■ Required action:
Repeat exactly the opening lines of the records, ending with the line that contains "const ZERO_SNAP: f64 = 1e-12;".

■ Entries provided:
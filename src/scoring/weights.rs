//! Weight vector and its redistribution rules
//!
//! The vector holds one weight per enabled module and always sums to 1.0
//! (within `SUM_TOLERANCE`) between edits. Two operations mutate it:
//!
//! - `set_weight`: one module is moved to a target value and every other
//!   module absorbs the difference in proportion to its current weight.
//! - `apply_preset`: the whole vector is replaced by a normalized preset.
//!
//! ```text
//! {A: 0.5, B: 0.3, C: 0.2}  set_weight(A, 0.8)
//!   delta = +0.3, others_sum = 0.5
//!   B = 0.3 - 0.3 * 0.3/0.5 = 0.12
//!   C = 0.2 - 0.3 * 0.2/0.5 = 0.08
//! ```

use crate::analyzers::ModuleRegistry;
use crate::error::{EngineError, EngineResult};
use crate::scoring::presets::PresetCatalog;
use indexmap::IndexMap;
use serde::Serialize;
use tracing::{debug, info, warn};

/// Allowed drift of the weight sum from 1.0
pub const SUM_TOLERANCE: f64 = 1e-6;

/// Weights at or below this are treated as exactly zero after redistribution
const ZERO_SNAP: f64 = 1e-12;

/// Normalized importance per enabled module, in registration order
#[derive(Debug, Clone, Default, PartialEq, Serialize)]
#[serde(transparent)]
pub struct WeightVector {
    weights: IndexMap<String, f64>,
}

impl WeightVector {
    pub fn get(&self, module_id: &str) -> Option<f64> {
        self.weights.get(module_id).copied()
    }

    pub fn contains(&self, module_id: &str) -> bool {
        self.weights.contains_key(module_id)
    }

    pub fn iter(&self) -> impl Iterator<Item = (&str, f64)> {
        self.weights.iter().map(|(id, w)| (id.as_str(), *w))
    }

    pub fn module_ids(&self) -> impl Iterator<Item = &str> {
        self.weights.keys().map(String::as_str)
    }

    pub fn sum(&self) -> f64 {
        self.weights.values().sum()
    }

    pub fn len(&self) -> usize {
        self.weights.len()
    }

    pub fn is_empty(&self) -> bool {
        self.weights.is_empty()
    }

    /// Sum within tolerance of 1.0 and no negative weight
    pub fn is_normalized(&self) -> bool {
        self.weights.values().all(|w| *w >= 0.0) && (self.sum() - 1.0).abs() <= SUM_TOLERANCE
    }

    /// Divide every weight by the sum if it drifted outside tolerance
    ///
    /// Returns true when a correction was applied.
    fn renormalize(&mut self) -> bool {
        let sum = self.sum();
        if sum <= 0.0 || (sum - 1.0).abs() <= SUM_TOLERANCE {
            return false;
        }
        for w in self.weights.values_mut() {
            *w /= sum;
        }
        debug!("Corrected weight drift (sum was {:.9})", sum);
        true
    }
}

/// Owns the weight vector of a session
#[derive(Debug, Clone, Default)]
pub struct WeightManager {
    current: WeightVector,
}

impl WeightManager {
    /// Start from the registry's normalized default weights
    pub fn from_registry(registry: &ModuleRegistry) -> Self {
        let mut manager = Self::default();
        manager.reset_to_defaults(registry);
        manager
    }

    /// Build from explicit weights, normalizing them
    ///
    /// Negative inputs count as zero. If nothing is positive every module
    /// gets an equal share.
    pub fn from_weights<I, S>(weights: I) -> Self
    where
        I: IntoIterator<Item = (S, f64)>,
        S: Into<String>,
    {
        let weights: IndexMap<String, f64> = weights
            .into_iter()
            .map(|(id, w)| (id.into(), w.max(0.0)))
            .collect();
        Self {
            current: normalized(weights),
        }
    }

    pub fn vector(&self) -> &WeightVector {
        &self.current
    }

    pub fn get(&self, module_id: &str) -> Option<f64> {
        self.current.get(module_id)
    }

    /// Replace the vector with the normalized default weights of enabled modules
    pub fn reset_to_defaults(&mut self, registry: &ModuleRegistry) {
        let defaults: IndexMap<String, f64> = registry
            .enabled()
            .map(|m| (m.id.clone(), m.default_weight.max(0.0)))
            .collect();
        let raw_sum: f64 = defaults.values().sum();
        if !defaults.is_empty() && (raw_sum - 1.0).abs() > SUM_TOLERANCE {
            debug!("Default weights sum to {:.4}, normalizing", raw_sum);
        }
        self.current = normalized(defaults);
    }

    /// Move one module to `target` and redistribute the difference
    ///
    /// The target is clamped to [0, 1]. Other modules absorb the change in
    /// proportion to their current weights; if they are all zero the change
    /// is split equally. A module that would go negative is held at zero and
    /// its residual is spread over the remaining positive modules.
    pub fn set_weight(&mut self, module_id: &str, target: f64) -> EngineResult<()> {
        let current = self
            .current
            .get(module_id)
            .ok_or_else(|| EngineError::UnknownModule(module_id.to_string()))?;

        if target.is_nan() {
            warn!("Ignoring NaN weight for {}", module_id);
            return Ok(());
        }
        let target = target.clamp(0.0, 1.0);

        // A lone module carries the whole weight
        if self.current.len() == 1 {
            self.current.weights[module_id] = 1.0;
            return Ok(());
        }

        let delta = target - current;
        let others: Vec<String> = self
            .current
            .module_ids()
            .filter(|id| *id != module_id)
            .map(str::to_string)
            .collect();

        let mut next = self.current.weights.clone();
        next[module_id] = target;
        let passes = redistribute(&mut next, &others, -delta);

        self.current.weights = next;
        self.current.renormalize();

        debug!(
            "Weight {}: {:.4} -> {:.4} (delta {:+.4}, {} redistribution passes)",
            module_id, current, target, delta, passes
        );
        Ok(())
    }

    /// Replace the vector with a named preset
    ///
    /// Enabled modules missing from the preset get weight 0. Fails without
    /// touching the vector if the preset is unknown or covers no enabled
    /// module.
    pub fn apply_preset(&mut self, catalog: &PresetCatalog, name: &str) -> EngineResult<()> {
        let preset = catalog.get(name)?;

        let fractions: IndexMap<String, f64> = self
            .current
            .module_ids()
            .map(|id| (id.to_string(), preset.fraction(id).unwrap_or(0.0)))
            .collect();
        let total: f64 = fractions.values().sum();
        if total <= 0.0 {
            return Err(EngineError::NoEnabledModules(format!(
                "preset '{}' assigns no weight to any enabled module",
                preset.name
            )));
        }

        self.current.weights = fractions.into_iter().map(|(id, f)| (id, f / total)).collect();
        self.current.renormalize();

        info!("Applied preset '{}'", preset.name);
        Ok(())
    }

    /// Drive a module to zero and drop it from the vector
    pub fn remove(&mut self, module_id: &str) -> EngineResult<()> {
        if !self.current.contains(module_id) {
            return Err(EngineError::UnknownModule(module_id.to_string()));
        }
        if self.current.len() == 1 {
            return Err(EngineError::NoEnabledModules(format!(
                "cannot disable '{}', it is the only enabled module",
                module_id
            )));
        }
        self.set_weight(module_id, 0.0)?;
        self.current.weights.shift_remove(module_id);
        self.current.renormalize();
        Ok(())
    }

    /// Insert a re-enabled module at weight 0, keeping registration order
    ///
    /// A module admitted into an empty vector takes the full weight.
    pub fn admit(&mut self, module_id: &str, registry: &ModuleRegistry) {
        if self.current.contains(module_id) {
            return;
        }
        let weight = if self.current.is_empty() { 1.0 } else { 0.0 };
        self.current.weights.insert(module_id.to_string(), weight);

        let position = |id: &str| {
            registry
                .list()
                .iter()
                .position(|m| m.id == id)
                .unwrap_or(usize::MAX)
        };
        self.current
            .weights
            .sort_by(|a, _, b, _| position(a.as_str()).cmp(&position(b.as_str())));
    }
}

/// Spread `amount` over `others`, proportionally to their current weights
///
/// Bounded to `others.len() + 1` passes; each pass either finishes or pins
/// at least one module at zero. Returns the number of passes used.
fn redistribute(weights: &mut IndexMap<String, f64>, others: &[String], amount: f64) -> usize {
    let mut remaining = amount;
    let mut pool: Vec<&str> = others.iter().map(String::as_str).collect();
    let max_passes = others.len() + 1;
    let mut passes = 0;

    while passes < max_passes && remaining.abs() > f64::EPSILON && !pool.is_empty() {
        passes += 1;
        let pool_sum: f64 = pool.iter().map(|id| weights[*id]).sum();
        let equal_share = 1.0 / pool.len() as f64;
        let mut residual = 0.0;

        for id in &pool {
            let share = if pool_sum > 0.0 {
                weights[*id] / pool_sum
            } else {
                equal_share
            };
            let candidate = weights[*id] + remaining * share;
            if candidate <= ZERO_SNAP {
                residual += candidate.min(0.0);
                weights[*id] = 0.0;
            } else {
                weights[*id] = candidate;
            }
        }

        remaining = residual;
        pool.retain(|id| weights[*id] > 0.0);
    }

    if remaining.abs() > SUM_TOLERANCE {
        debug!("Redistribution left {:.9} unassigned", remaining);
    }
    passes
}

fn normalized(weights: IndexMap<String, f64>) -> WeightVector {
    let sum: f64 = weights.values().sum();
    let count = weights.len();
    let weights = weights
        .into_iter()
        .map(|(id, w)| {
            let w = if sum > 0.0 { w / sum } else { 1.0 / count as f64 };
            (id, w)
        })
        .collect();
    WeightVector { weights }
}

■ Result of this exercise:
filename src/scoring/weights.rs
//! Weight vector and its redistribution rules
//!
//! The vector holds one weight per enabled module and always sums to 1.0
//! (within `SUM_TOLERANCE`) between edits. Two operations mutate it:
//!
//! - `set_weight`: one module is moved to a target value and every other
//!   module absorbs the difference in proportion to its current weight.
//! - `apply_preset`: the whole vector is replaced by a normalized preset.
//!
//! ```text
//! {A: 0.5, B: 0.3, C: 0.2}  set_weight(A, 0.8)
//!   delta = +0.3, others_sum = 0.5
//!   B = 0.3 - 0.3 * 0.3/0.5 = 0.12
//!   C = 0.2 - 0.3 * 0.2/0.5 = 0.08
//! ```

use crate::analyzers::ModuleRegistry;
use crate::error::{EngineError, EngineResult};
use crate::scoring::presets::PresetCatalog;
use indexmap::IndexMap;
use serde::Serialize;
use tracing::{debug, info, warn};

/// Allowed drift of the weight sum from 1.0
pub const SUM_TOLERANCE: f64 = 1e-6;

/// Weights at or below this are treated as exactly zero after redistribution
const ZERO_SNAP: f64 = 1e-12;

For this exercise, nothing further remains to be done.